Das lässt sich gefall­en. Denn aus der Som­mer­pause kommt das Ensem­ble, das ja nur lose gefügt ist und in ver­schiede­nen Beset­zun­gen arbeit­et, mit frischem Elan zurück. Flott, fast unbeküm­mert, mit knack­iger Frische und der ensem­ble­typ­is­chen Mis­chung aus Genauigkeit und Läs­sigkeit, aus Gemein­samkeit und indi­vidu­eller Überzeu­gungskraft an jedem Instru­ment lassen sie Haydns Klavier­trio Nr. 42 in C‑Dur, eines der späten Meis­ter­w­erke nach sein­er zweit­en Eng­lan­dreise, sehr, sehr lebendig wer­den. Gewiss, eine Min­dest­dis­tanz bleibt immer spür­bar, das kann man vor allem im Andante sehr gut merken, so ganz haben sie sich dieses Trio nicht zu eigen gemacht. Aber dann blitzt doch wieder der Schalk zwis­chen den Sait­en her­vor – zumin­d­est einen kleinen, aber häu­fi­gen Erschei­n­un­gen.

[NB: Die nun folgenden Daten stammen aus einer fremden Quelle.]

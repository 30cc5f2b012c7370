//! Concrete packet bodies for the handshake, status, and login phases.
//!
//! These are the packets the protocol machine itself participates in: the
//! initial handshake, the status ping used by server-list queries, and the
//! login exchange that drives the encryption and compression upgrades.
//! Ids follow the login/status id-space, which has been stable across
//! protocol versions.

use crate::protocol::packet::{PacketDef, PacketRegistry};
use crate::protocol::{Direction, ProtocolState};

macro_rules! body_boilerplate {
    ($id:expr, $name:expr) => {
        fn packet_id(&self) -> u32 {
            $id
        }
        fn name(&self) -> &'static str {
            $name
        }
        fn as_any(&self) -> &dyn Any {
            self
        }
    };
}

pub mod handshaking {
    pub mod serverbound {
        use crate::error::Result;
        use crate::protocol::packet::PacketBody;
        use crate::protocol::wire::{self, WireReader};
        use std::any::Any;

        /// Initial handshake; `next_state` selects Status (1) or Login (2).
        #[derive(Debug, Clone, PartialEq, Eq)]
        pub struct SetProtocol {
            pub protocol_version: u32,
            pub server_host: String,
            pub server_port: u16,
            pub next_state: u32,
        }

        impl PacketBody for SetProtocol {
            body_boilerplate!(0x00, "SetProtocol");

            fn encode(&self, out: &mut Vec<u8>) -> Result<()> {
                wire::put_varint(out, self.protocol_version);
                wire::put_string(out, &self.server_host);
                wire::put_u16(out, self.server_port);
                wire::put_varint(out, self.next_state);
                Ok(())
            }
        }

        pub(crate) fn decode_set_protocol(
            r: &mut WireReader<'_>,
        ) -> Result<Box<dyn PacketBody>> {
            Ok(Box::new(SetProtocol {
                protocol_version: r.read_varint()?,
                server_host: r.read_string()?,
                server_port: r.read_u16()?,
                next_state: r.read_varint()?,
            }))
        }
    }
}

pub mod status {
    pub mod serverbound {
        use crate::error::Result;
        use crate::protocol::packet::PacketBody;
        use crate::protocol::wire::{self, WireReader};
        use std::any::Any;

        /// Empty status request.
        #[derive(Debug, Clone, Copy, PartialEq, Eq)]
        pub struct PingStart;

        impl PacketBody for PingStart {
            body_boilerplate!(0x00, "PingStart");

            fn encode(&self, _out: &mut Vec<u8>) -> Result<()> {
                Ok(())
            }
        }

        #[derive(Debug, Clone, Copy, PartialEq, Eq)]
        pub struct Ping {
            pub payload: i64,
        }

        impl PacketBody for Ping {
            body_boilerplate!(0x01, "Ping");

            fn encode(&self, out: &mut Vec<u8>) -> Result<()> {
                wire::put_i64(out, self.payload);
                Ok(())
            }
        }

        pub(crate) fn decode_ping_start(
            _r: &mut WireReader<'_>,
        ) -> Result<Box<dyn PacketBody>> {
            Ok(Box::new(PingStart))
        }

        pub(crate) fn decode_ping(r: &mut WireReader<'_>) -> Result<Box<dyn PacketBody>> {
            Ok(Box::new(Ping { payload: r.read_i64()? }))
        }
    }

    pub mod clientbound {
        use crate::error::Result;
        use crate::protocol::packet::PacketBody;
        use crate::protocol::wire::{self, WireReader};
        use std::any::Any;

        /// Status response carrying the server-list JSON blob.
        #[derive(Debug, Clone, PartialEq, Eq)]
        pub struct ServerInfo {
            pub response: String,
        }

        impl PacketBody for ServerInfo {
            body_boilerplate!(0x00, "ServerInfo");

            fn encode(&self, out: &mut Vec<u8>) -> Result<()> {
                wire::put_string(out, &self.response);
                Ok(())
            }
        }

        #[derive(Debug, Clone, Copy, PartialEq, Eq)]
        pub struct Pong {
            pub payload: i64,
        }

        impl PacketBody for Pong {
            body_boilerplate!(0x01, "Pong");

            fn encode(&self, out: &mut Vec<u8>) -> Result<()> {
                wire::put_i64(out, self.payload);
                Ok(())
            }
        }

        pub(crate) fn decode_server_info(
            r: &mut WireReader<'_>,
        ) -> Result<Box<dyn PacketBody>> {
            Ok(Box::new(ServerInfo { response: r.read_string()? }))
        }

        pub(crate) fn decode_pong(r: &mut WireReader<'_>) -> Result<Box<dyn PacketBody>> {
            Ok(Box::new(Pong { payload: r.read_i64()? }))
        }
    }
}

pub mod login {
    pub mod serverbound {
        use crate::error::Result;
        use crate::protocol::packet::PacketBody;
        use crate::protocol::wire::{self, WireReader};
        use std::any::Any;

        #[derive(Debug, Clone, PartialEq, Eq)]
        pub struct LoginStart {
            pub username: String,
        }

        impl PacketBody for LoginStart {
            body_boilerplate!(0x00, "LoginStart");

            fn encode(&self, out: &mut Vec<u8>) -> Result<()> {
                wire::put_string(out, &self.username);
                Ok(())
            }
        }

        /// Response to the server's encryption request. Both fields are
        /// RSA ciphertexts; this frame itself travels in cleartext.
        #[derive(Debug, Clone, PartialEq, Eq)]
        pub struct EncryptionBegin {
            pub shared_secret: Vec<u8>,
            pub verify_token: Vec<u8>,
        }

        impl PacketBody for EncryptionBegin {
            body_boilerplate!(0x01, "EncryptionBegin");

            fn encode(&self, out: &mut Vec<u8>) -> Result<()> {
                wire::put_byte_array(out, &self.shared_secret);
                wire::put_byte_array(out, &self.verify_token);
                Ok(())
            }
        }

        pub(crate) fn decode_login_start(
            r: &mut WireReader<'_>,
        ) -> Result<Box<dyn PacketBody>> {
            Ok(Box::new(LoginStart { username: r.read_string()? }))
        }

        pub(crate) fn decode_encryption_begin(
            r: &mut WireReader<'_>,
        ) -> Result<Box<dyn PacketBody>> {
            Ok(Box::new(EncryptionBegin {
                shared_secret: r.read_byte_array()?,
                verify_token: r.read_byte_array()?,
            }))
        }
    }

    pub mod clientbound {
        use crate::error::Result;
        use crate::protocol::packet::PacketBody;
        use crate::protocol::wire::{self, WireReader};
        use std::any::Any;

        #[derive(Debug, Clone, PartialEq, Eq)]
        pub struct Disconnect {
            pub reason: String,
        }

        impl PacketBody for Disconnect {
            body_boilerplate!(0x00, "Disconnect");

            fn encode(&self, out: &mut Vec<u8>) -> Result<()> {
                wire::put_string(out, &self.reason);
                Ok(())
            }
        }

        /// The server's encryption request: its DER public key and a
        /// one-shot verify token.
        #[derive(Debug, Clone, PartialEq, Eq)]
        pub struct EncryptionBegin {
            pub server_id: String,
            pub public_key: Vec<u8>,
            pub verify_token: Vec<u8>,
        }

        impl PacketBody for EncryptionBegin {
            body_boilerplate!(0x01, "EncryptionBegin");

            fn encode(&self, out: &mut Vec<u8>) -> Result<()> {
                wire::put_string(out, &self.server_id);
                wire::put_byte_array(out, &self.public_key);
                wire::put_byte_array(out, &self.verify_token);
                Ok(())
            }
        }

        #[derive(Debug, Clone, PartialEq, Eq)]
        pub struct Success {
            pub uuid: String,
            pub username: String,
        }

        impl PacketBody for Success {
            body_boilerplate!(0x02, "Success");

            fn encode(&self, out: &mut Vec<u8>) -> Result<()> {
                wire::put_string(out, &self.uuid);
                wire::put_string(out, &self.username);
                Ok(())
            }
        }

        /// Compression announcement; framing switches format after this.
        #[derive(Debug, Clone, Copy, PartialEq, Eq)]
        pub struct Compress {
            pub threshold: u32,
        }

        impl PacketBody for Compress {
            body_boilerplate!(0x03, "Compress");

            fn encode(&self, out: &mut Vec<u8>) -> Result<()> {
                wire::put_varint(out, self.threshold);
                Ok(())
            }
        }

        pub(crate) fn decode_disconnect(
            r: &mut WireReader<'_>,
        ) -> Result<Box<dyn PacketBody>> {
            Ok(Box::new(Disconnect { reason: r.read_string()? }))
        }

        pub(crate) fn decode_encryption_begin(
            r: &mut WireReader<'_>,
        ) -> Result<Box<dyn PacketBody>> {
            Ok(Box::new(EncryptionBegin {
                server_id: r.read_string()?,
                public_key: r.read_byte_array()?,
                verify_token: r.read_byte_array()?,
            }))
        }

        pub(crate) fn decode_success(r: &mut WireReader<'_>) -> Result<Box<dyn PacketBody>> {
            Ok(Box::new(Success {
                uuid: r.read_string()?,
                username: r.read_string()?,
            }))
        }

        pub(crate) fn decode_compress(r: &mut WireReader<'_>) -> Result<Box<dyn PacketBody>> {
            Ok(Box::new(Compress { threshold: r.read_varint()? }))
        }
    }
}

/// Install the handshake/status/login rows into `registry`.
pub fn register_standard(registry: &mut PacketRegistry) {
    use Direction::{Clientbound, Serverbound};
    use ProtocolState::{Handshaking, Login, Status};

    let rows: &[PacketDef] = &[
        PacketDef {
            state: Handshaking,
            direction: Serverbound,
            id: 0x00,
            name: "SetProtocol",
            decode: handshaking::serverbound::decode_set_protocol,
        },
        PacketDef {
            state: Status,
            direction: Serverbound,
            id: 0x00,
            name: "PingStart",
            decode: status::serverbound::decode_ping_start,
        },
        PacketDef {
            state: Status,
            direction: Serverbound,
            id: 0x01,
            name: "Ping",
            decode: status::serverbound::decode_ping,
        },
        PacketDef {
            state: Status,
            direction: Clientbound,
            id: 0x00,
            name: "ServerInfo",
            decode: status::clientbound::decode_server_info,
        },
        PacketDef {
            state: Status,
            direction: Clientbound,
            id: 0x01,
            name: "Pong",
            decode: status::clientbound::decode_pong,
        },
        PacketDef {
            state: Login,
            direction: Serverbound,
            id: 0x00,
            name: "LoginStart",
            decode: login::serverbound::decode_login_start,
        },
        PacketDef {
            state: Login,
            direction: Serverbound,
            id: 0x01,
            name: "EncryptionBegin",
            decode: login::serverbound::decode_encryption_begin,
        },
        PacketDef {
            state: Login,
            direction: Clientbound,
            id: 0x00,
            name: "Disconnect",
            decode: login::clientbound::decode_disconnect,
        },
        PacketDef {
            state: Login,
            direction: Clientbound,
            id: 0x01,
            name: "EncryptionBegin",
            decode: login::clientbound::decode_encryption_begin,
        },
        PacketDef {
            state: Login,
            direction: Clientbound,
            id: 0x02,
            name: "Success",
            decode: login::clientbound::decode_success,
        },
        PacketDef {
            state: Login,
            direction: Clientbound,
            id: 0x03,
            name: "Compress",
            decode: login::clientbound::decode_compress,
        },
    ];

    for def in rows {
        registry.register(def.clone());
    }
}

Dieses frische Musizieren, die unver­brauchte Inter­pre­ta­tion kann man auch in Paul Hin­demiths Klar­inet­ten­quar­tett deut­lich spüren. Forsch und taten­durstig stoßen die Vier hier ein ums andere Fen­ster in andere Wel­ten auf, lassen Ein­blicke in Traum und Imag­i­na­tion zu, ermöglichen das unbeschw­erte Schweifen im Reich der Vorstel­lung. Mit immer neuen, ener­gis­chen Schüben sor­gen sie dafür, dass jed­er die Gele­gen­heit bekommt, diese Gren­ze zu über­schre­it­en und hinüber zu schauen in die Welt der Kun­st. Dazu mis­chen sie den pfif­fi­gen Witz Hin­demiths, seine weit­en Melo­di­en und schrof­fen Klang­bal­lun­gen mit großer Aus­dauer und feinem Gespür für die wohlge­formte Dra­maturgie. Und genau das macht Felix Mendelssohn Bartholdys erstes Klavier­trio am Schluss des Konz­ertes zum Hit des Abends. Denn das Konz­ert­fi­nale gelingt dem Ensem­ble ein­deutig am besten, am lebendig­sten und inten­sivsten. Patrick Demen­ga lässt sein Cel­lo hier noch ein­mal beson­ders weich und bes­timmt brum­men, Muriel Can­toreg­gi geigt auf- und her­aus­fordernd, drängt spielerisch immer wieder voran. Und Yuka Imamine am Klavier gibt ihre feine Zurück­hal­tung wenig­stens teil­weise auf. Die Mit­tel­sätze erzählen so zart und quirlig feinge­sponnene Elfengeschicht­en – typ­isch Mendelssohn Bartholdy eben. Und die Rah­men­sätze binden das in großer Offen­heit, vom Ensem­ble Vil­la Musi­ca mit Gespür für die richtige Dosis Größe und Majestät, klan­gliche Abrun­dung und lebendi­ge Nuancierung real­isiert, prächtig und klangvoll zusam­men.